“Sexto lugar foi meritório, mas o quinto teria sido um prémio mais do que justo”

A pandemia afetou todas as equipas, mas o Marítimo viu-se impedido de competir em casa durante uma fase da Liga BPI e o acerto de calendário foi feito em Portugal continental, situação que a equipa de Luís Gabriel contornou, terminando no sexto lugar. O treinador das insulares analisa a época e aborda as especificidades de trabalhar numa região autónoma, no caso a Madeira.

Que balanço faz desta época? O sexto lugar deixa-o satisfeito?

O balanço têm que ser considerado por todos como excelente. Partimos desde o início da época com o objetivo de lutar na primeira fase por um lugar nos 4 primeiros e garantir desde logo a manutenção e isso foi conseguido. O sexto lugar na classificação final foi muito meritório, mas ficou-nos a sensação, pelos números finais, dado que acabámos a um ponto do quinto classificado [Clube de Albergaria], com um saldo de dois golos negativos enquanto os nossos adversários diretos pelo quinto lugar, tiveram um goal average muito superior, e pelos jogos realizados, que o quinto lugar tinha sido um prémio mais do que justo pela qualidade que demonstrámos.

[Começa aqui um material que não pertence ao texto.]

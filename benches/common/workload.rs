//! Workload generators for hit-rate benchmarks.

use rand::rngs::StdRng;
use rand::{Rng, SeedableRng};
use sketchcache::Cache;

#[derive(Debug, Clone, Copy)]
pub enum Workload {
    /// Uniform random keys in `[0, universe)`.
    Uniform,
    /// Zipfian distribution - models real-world skewed access patterns.
    /// `theta` controls skew: 0.0 = uniform, 0.99 = highly skewed (YCSB default).
    Zipfian { theta: f64 },
    /// Zipfian reads interrupted every `period` accesses by a one-off scan of
    /// `len` cold keys.
    ZipfianWithScans { theta: f64, period: u64, len: u64 },
}

#[derive(Debug, Clone, Copy)]
pub struct WorkloadSpec {
    pub universe: u64,
    pub workload: Workload,
    pub seed: u64,
}

impl WorkloadSpec {
    pub fn generator(self) -> WorkloadGenerator {
        WorkloadGenerator::new(self.universe, self.workload, self.seed)
    }
}

#[derive(Debug, Clone)]
pub struct WorkloadGenerator {
    universe: u64,
    workload: Workload,
    rng: StdRng,
    zipfian: Option<ZipfianState>,
    issued: u64,
    scan_left: u64,
    scan_next: u64,
}

impl WorkloadGenerator {
    pub fn new(universe: u64, workload: Workload, seed: u64) -> Self {
        let universe = universe.max(1);
        let zipfian = match workload {
            Workload::Zipfian { theta } | Workload::ZipfianWithScans { theta, .. } => {
                Some(ZipfianState::new(universe, theta))
            },
            Workload::Uniform => None,
        };
        Self {
            universe,
            workload,
            rng: StdRng::seed_from_u64(seed),
            zipfian,
            issued: 0,
            scan_left: 0,
            scan_next: universe,
        }
    }

    pub fn next_key(&mut self) -> u64 {
        self.issued += 1;
        match self.workload {
            Workload::Uniform => self.rng.gen_range(0..self.universe),
            Workload::Zipfian { .. } => self.zipf(),
            Workload::ZipfianWithScans { period, len, .. } => {
                if self.scan_left == 0 && period > 0 && self.issued % period == 0 {
                    self.scan_left = len;
                }
                if self.scan_left > 0 {
                    self.scan_left -= 1;
                    self.scan_next += 1;
                    // Scan keys live above the Zipfian universe and never repeat.
                    return self.scan_next;
                }
                self.zipf()
            },
        }
    }

    fn zipf(&mut self) -> u64 {
        let u: f64 = self.rng.gen();
        match &self.zipfian {
            Some(zipf) => zipf.sample(u),
            None => (u * self.universe as f64) as u64,
        }
    }
}

#[derive(Debug, Clone, Copy, Default)]
pub struct HitRate {
    pub hits: u64,
    pub misses: u64,
}

impl HitRate {
    pub fn hit_rate(self) -> f64 {
        let total = self.hits + self.misses;
        if total == 0 {
            0.0
        } else {
            self.hits as f64 / total as f64
        }
    }
}

/// Run a hit-rate workload against a cache: lookup, and set with unit cost
/// on miss.
pub fn run_hit_rate(
    cache: &Cache<u64, u64>,
    generator: &mut WorkloadGenerator,
    operations: usize,
) -> HitRate {
    let mut hits = 0u64;
    let mut misses = 0u64;

    for _ in 0..operations {
        let key = generator.next_key();
        if cache.get(&key).is_some() {
            hits += 1;
        } else {
            misses += 1;
            cache.set(&key, key, 1);
        }
    }

    HitRate { hits, misses }
}

/// Zipfian distribution state for inverse CDF sampling.
///
/// Uses the algorithm from YCSB (Yahoo Cloud Serving Benchmark).
/// Pre-computes zeta values for efficient sampling.
#[derive(Debug, Clone)]
struct ZipfianState {
    n: u64,
    theta: f64,
    zeta_n: f64,
    alpha: f64,
    eta: f64,
}

impl ZipfianState {
    fn new(n: u64, theta: f64) -> Self {
        let theta = theta.clamp(0.0, 0.9999); // Avoid division issues at theta=1
        let zeta_2 = Self::zeta(2, theta);
        let zeta_n = Self::zeta(n, theta);
        let alpha = 1.0 / (1.0 - theta);
        let eta = (1.0 - (2.0 / n as f64).powf(1.0 - theta)) / (1.0 - zeta_2 / zeta_n);

        Self {
            n,
            theta,
            zeta_n,
            alpha,
            eta,
        }
    }

    /// Compute zeta(n, theta) = sum(1/i^theta for i in 1..=n)
    fn zeta(n: u64, theta: f64) -> f64 {
        (1..=n).map(|i| 1.0 / (i as f64).powf(theta)).sum()
    }

    /// Sample from Zipfian distribution given uniform random u in [0, 1).
    fn sample(&self, u: f64) -> u64 {
        let uz = u * self.zeta_n;

        if uz < 1.0 {
            return 0;
        }

        if uz < 1.0 + 0.5_f64.powf(self.theta) {
            return 1;
        }

        let spread = (self.n as f64) * (self.eta * u - self.eta + 1.0).powf(self.alpha);
        (spread as u64).min(self.n - 1)
    }
}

Numa época atípica, como geriu sentimentos no grupo? E aquele período em que estiveram concentrados na Cidade do Futebol, foi o mais difícil?

A maior dificuldade desta época deveu-se à pandemia, em que na primeira fase realizámos 4 jogos ao mesmo tempo que os outros clubes e depois estivemos desde 17 de Outubro até 6 Dezembro sem competir e a ver os nossos adversários a jogar e a subir na classificação. Foi muito duro aqueles 4 jogos seguidos no continente, em que acertámos o nosso calendário em 10 dias. É certo que trabalhamos em regime profissional, estivemos em condições top, mas tivemos que ‘correr atrás do tempo perdido’ longe de casa. Fomos uma verdadeira família e os resultados obtidos ajudaram e muito no crescimento da equipa ao longo do campeonato.

Estando na Madeira, o que difere de uma equipa do continente, deslocações à parte? Mesmo em termos de jogadoras e base de recrutamento?

No projeto do clube, o que difere de muitos dos clubes do continente, está na aposta que é feita na jogadora madeirense, na aposta da jogadora da sua formação. Sabemos que a base de recrutamento é diferente e ainda temos o problema das jogadoras que depois de fazer toda a formação no clube vão estudar para fora ou são aliciadas já por alguns clubes do continente.

O Marítimo teve 28 jogadoras madeirenses, além de três estrangeiras (Foto: Filipe Amorim / Lado F)

Quantas jogadoras madeirenses formaram o plantel? E as mais jovens, lançou muitas, como se faz a transição para as seniores?

O plantel desta época tinha 28 jogadoras madeirenses (já incluindo as juniores que se estrearam na Liga BPI), mais as 3 jogadoras de fora do país. O lançamento de muitas jogadoras juniores durante a época deveu-se à época tranquila que realizámos, com a conquista da manutenção cedo, mas também ao trabalho, qualidade e compromisso dessas jogadoras com a equipa. As jogadoras mais experientes foram muito importantes na integração destas miúdas em competição.

Qual o sentimento por ver Bárbara Santos e Telma Encarnação chamadas à Seleção para os jogos com Estados Unidos e Nigéria?

A chamada das nossas jogadoras às seleções nacionais é um motivo de muito orgulho para todos e há que lembrar que o clube acabou a época com quatro jogadoras a representarem as suas seleções: a Bárbara Santos e a Telma na seleção principal portuguesa, a Karina na seleção principal de Porto Rico e a Joana Silva na seleção sub-19 portuguesa. É o premiar individualmente pela excelente época da nossa equipa.

Em termos futuros, tem definida a permanência na equipa, ou ainda não é garantido? Gostaria de ficar?

Já existem conversações nesse sentido desde algum tempo e penso que nos próximos dias haverá novidades. Obviamente por tudo aquilo que fizemos e alcançámos em conjunto esta época, penso que é importante prosseguir com este projeto fantástico do Marítimo para o futebol feminino e continuarmos todos a melhorar e a crescer como equipa.